NEWS

Banche tra Npl e il fantasma ricapitalizzazione

Immagine di anteprima
Banche sotto i riflettori. Dalla Ue è arrivato il via libera allo scudo da 150 miliardi per le banche italiane,  in balia delle turbolenze dei mercati nel dopo-Brexit. Per Matteo Renzi è un “successo” nella partita con la Germania. Ma è anche una vittoria con retrogusto. La concessione apre, infatti, un fronte di incertezza sulla salute del nostro sistema bancario.

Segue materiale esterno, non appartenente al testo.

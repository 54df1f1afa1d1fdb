//! The KestrelDB deduplication index engine.
//!
//! Given a stream of 256-bit record names, the index answers whether each
//! name has been seen before and, if so, returns the small payload stored
//! with it. Lookups go through a two-level pipeline: an in-memory volume
//! index maps sampled name bits to the chapter most likely to hold the
//! record, and that chapter's on-disk index pages (read through a
//! coalescing page cache) resolve the final answer.
//!
//! Work is partitioned into zones, each served by its own thread; a
//! dedicated chapter writer commits chapters as the zones close them, and
//! a sparse chapter-index cache (coordinated by barrier messages) serves
//! chapters older than the dense horizon.

pub mod chapter_index;
pub mod index;
pub mod layout;
pub mod open_chapter;
pub mod volume_index;
pub mod writer;
pub mod zone;

pub use index::{Index, IndexObserver, IndexStats, LoadContext, LoadState, OpenType};
pub use volume_index::{VolumeIndex, VolumeIndexRecord, VolumeIndexStats};
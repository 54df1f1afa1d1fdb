//! The request model.
//!
//! A request is an owned value that travels through the pipeline: triage
//! queue, zone queue, and possibly a parking spot inside the page cache
//! while a chapter page is read from disk. Every request completes exactly
//! once through the index callback with its `status` and `location` filled
//! in; a parked request is owned by the I/O subsystem until the read
//! finishes and the restarter re-enqueues it.

use crate::error::Result;
use crate::record::{RecordData, RecordName};

/// The kinds of deduplication requests.
#[derive(Debug, Clone, Copy, PartialEq, Eq)]
pub enum RequestType {
    /// Add a new record, or return the existing one.
    Post,
    /// Look up a record and refresh its chapter if found.
    Query,
    /// Look up a record without updating anything.
    QueryNoUpdate,
    /// Overwrite a record's data.
    Update,
    /// Remove a record.
    Delete,
}

/// Where a record was found, recorded on the request for the caller.
#[derive(Debug, Clone, Copy, PartialEq, Eq, Default)]
pub enum Location {
    /// The record is in the open chapter.
    OpenChapter,
    /// The record is in a dense on-disk chapter.
    Dense,
    /// The record is in a sparse chapter reached through the sparse cache.
    Sparse,
    /// A chapter index probe has resolved the record page; only the record
    /// page search remains. Used to resume a parked request without
    /// repeating the chapter index search.
    RecordPageLookup,
    /// The record could not be found or the search could not complete.
    Unavailable,
    /// The search has not located the record yet.
    #[default]
    Unknown,
}

/// Control messages passed between zones.
#[derive(Debug, Clone, Copy, PartialEq, Eq)]
pub enum ZoneMessage {
    /// Rendezvous before changing sparse cache membership.
    SparseCacheBarrier(u64),
    /// Another zone has closed this chapter; close ours too.
    AnnounceChapterClosed(u64),
}

/// Pipeline stages a request can be enqueued at.
#[derive(Debug, Clone, Copy, PartialEq, Eq)]
pub enum Stage {
    /// The pre-zone stage where sparse cache barriers originate.
    Triage,
    /// Zone assignment and the per-zone pipeline.
    Index,
    /// Control messages already addressed to a zone.
    Message,
}

/// A deduplication request.
#[derive(Debug)]
pub struct Request {
    /// The operation to perform.
    pub kind: RequestType,
    /// The record name to operate on.
    pub name: RecordName,
    /// Data to store for Post and Update requests.
    pub new_data: RecordData,
    /// Data previously stored under this name, filled in on a match.
    pub old_data: RecordData,
    /// The zone this request is assigned to.
    pub zone_number: u32,
    /// The chapter the volume index believes holds this name.
    pub virtual_chapter: u64,
    /// The record page resolved by a chapter index probe.
    pub record_page_number: u32,
    /// Whether the record was found.
    pub found: bool,
    /// Whether this request has been restarted after a parked page read.
    pub requeued: bool,
    /// The completion status.
    pub status: Result<()>,
    /// Where the record was located.
    pub location: Location,
    /// Control message payload; set only for zone messages.
    pub message: Option<ZoneMessage>,
}

impl Request {
    /// Creates a data request.
    pub fn new(kind: RequestType, name: RecordName) -> Self {
        Self {
            kind,
            name,
            new_data: RecordData::default(),
            old_data: RecordData::default(),
            zone_number: 0,
            virtual_chapter: 0,
            record_page_number: 0,
            found: false,
            requeued: false,
            status: Ok(()),
            location: Location::Unknown,
            message: None,
        }
    }

    /// Creates a data request carrying a payload to store.
    pub fn with_data(kind: RequestType, name: RecordName, data: RecordData) -> Self {
        let mut request = Self::new(kind, name);
        request.new_data = data;
        request
    }

    /// Creates a zone control message addressed to the given zone.
    pub fn message(message: ZoneMessage, zone_number: u32) -> Self {
        let mut request = Self::new(RequestType::Query, RecordName([0; 32]));
        request.zone_number = zone_number;
        request.message = Some(message);
        request
    }

    /// Sets the location and the derived found flag.
    pub fn set_location(&mut self, location: Location) {
        self.location = location;
        self.found = matches!(
            location,
            Location::OpenChapter | Location::Dense | Location::Sparse
        );
    }
}
/// Upper bound on the bytes one zone's save stream can occupy.
pub fn compute_save_bytes(list_count: u32, memory_size: u64) -> u64 {
    HEADER_SIZE as u64
        + list_count as u64 * (SAVE_INFO_SIZE as u64 + 2)
        + zone_memory_size(1, memory_size) as u64
        + SAVE_INFO_SIZE as u64
}

impl DeltaIndex {
    /// Saves one zone of this index to a stream.
    pub fn save_zone_to<W: Write>(&self, zone: usize, writer: &mut W) -> Result<()> {
        save_delta_zone(&self.zones[zone], zone as u32, self.zone_count(), writer)
    }

    /// Restores this index from the streams of a previous save. The number
    /// of streams is the zone count of the saved index, which may differ
    /// from this index's zone count.
    pub fn restore_from<R: Read>(&mut self, readers: &mut [R]) -> Result<()> {
        let lists_per_zone = self.lists_per_zone();
        let list_count = self.list_count();
        let tag = self.tag;
        let mut zones: Vec<&mut DeltaZone> = self.zones.iter_mut().collect();
        restore_delta_zones(&mut zones, lists_per_zone, list_count, tag, readers)
    }
}
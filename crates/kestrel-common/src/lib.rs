//! Common types for KestrelDB.
//!
//! This crate contains the types shared by every layer of the deduplication
//! index: error definitions, record names and payloads, the volume geometry,
//! the index configuration, and the request model.

pub mod config;
pub mod error;
pub mod geometry;
pub mod record;
pub mod request;

pub use config::IndexConfig;
pub use error::{KestrelError, Result};
pub use geometry::Geometry;
pub use record::{RecordData, RecordName, VolumeRecord};
pub use request::{Location, Request, RequestType, Stage, ZoneMessage};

In ogni caso, lo scudo, metterà il Governo – se necessario – in grado di intervenire in modo che le banche possano far fronte a eventuali crisi di liquidità evitando che siano i risparmiatori a pagarne le conseguenze.  Questa misura non potrà quindi essere utilizzata come strumento di ricapitalizzazione. Lo schema di garanzia serve, infatti, a evitare che in caso di forti tensione sui mercati le banche non riescano a far fronte alle richieste dei depositanti o alle scadenze. Se serve liquidità, gli istituti potranno quindi emettere nuovo debito senior (quindi non convertibile in azioni delle banca come ad esempio i Monti Bond) che sarà garantito dallo Stato.

 
C’è poi tutto il tema caldo dei Npl (non performing loans, ossia crediti deteriorati). “Il sistema bancario italiano è caratterizzato ancora da un ammontare cospicuo di Npl (non performing loans, ossia crediti deteriorati)  e il fondo Atlante lanciato ad aprile non è sufficiente per gestire tale ammontare – spiega Philippe Waechter, capo economista di Natixis Asset Management, che poi aggiunge che  “la Bce, comunque, offrirà il proprio sostegno al settore affinché abbia tempo per ricapitalizzarsi e avviare un processo di concentrazione”.
 
Tale situazione riflette il fatto che la crescita economica negativa (trend che continua dal 2009) e il tasso di inflazione a zero (a volte negativo) non sono compatibili con le modalità con le quali il sistema bancario italiano è stato gestito. In altre parole, in passato, il tasso di inflazione è stato più alto rispetto alla media europea. Questo ha permesso di ridurre lo stock di Npl e probabilmente è una buona ragione che può spiegare la resistenza del  settore. Ciò spiega anche la sua struttura composta da due grandi banche (Unicredit e Intesa Sanpaolo) e da una miriade di banche minori e più fragili. “L’economia è cambiata profondamente e questo tipo di “aggiustamento” oggi non è più possibile – prosegue Waechter –  Lo stock di Npl non può essere ridotto grazie all’inflazione, troppo bassa, e la crescita negativa a partire dalla crisi del 2008 ha aumentato i casi di default o mancato pagamento che contribuiscono a loro volta ad aumentare i Npl”.
Secondo il capo economista di Natixis AM, il sistema è ancora a rischio e c’è la necessità di una ricapitalizzazione e, probabilmente, di una ristrutturazione del settore per limitare il numero troppo elevato di banche di piccole dimensioni. Attualmente però la Bce continua a immettere molta liquidità attraverso il quantitative easing e attraverso le operazioni Tltro. Questo limita la necessità di intervenire, come è invece accaduto in Spagna, e permetterà al settore di migliorare qualora la situazione macroeconomica dovesse essere più rosea. In altre parole, la Bce si aspetta che la situazione economica italiana possa migliorare in modo da facilitare la ristrutturazione del settore bancario, evitando manovre pesanti. “La Bce sta riducendo i rischi sui bilanci delle banche italiane e sta facendo il possibile per migliorare il contesto macroeconomico. Se tali azioni dovessero funzionare, possiamo aspettarci delle fusioni e, alla fine del processo, un settore bancario certamente più solido. Ma ciò deve ancora avvenire, mentre rimane la domanda sulla capacità del settore di resistere con le attuali caratteristiche”, conclude Waechter.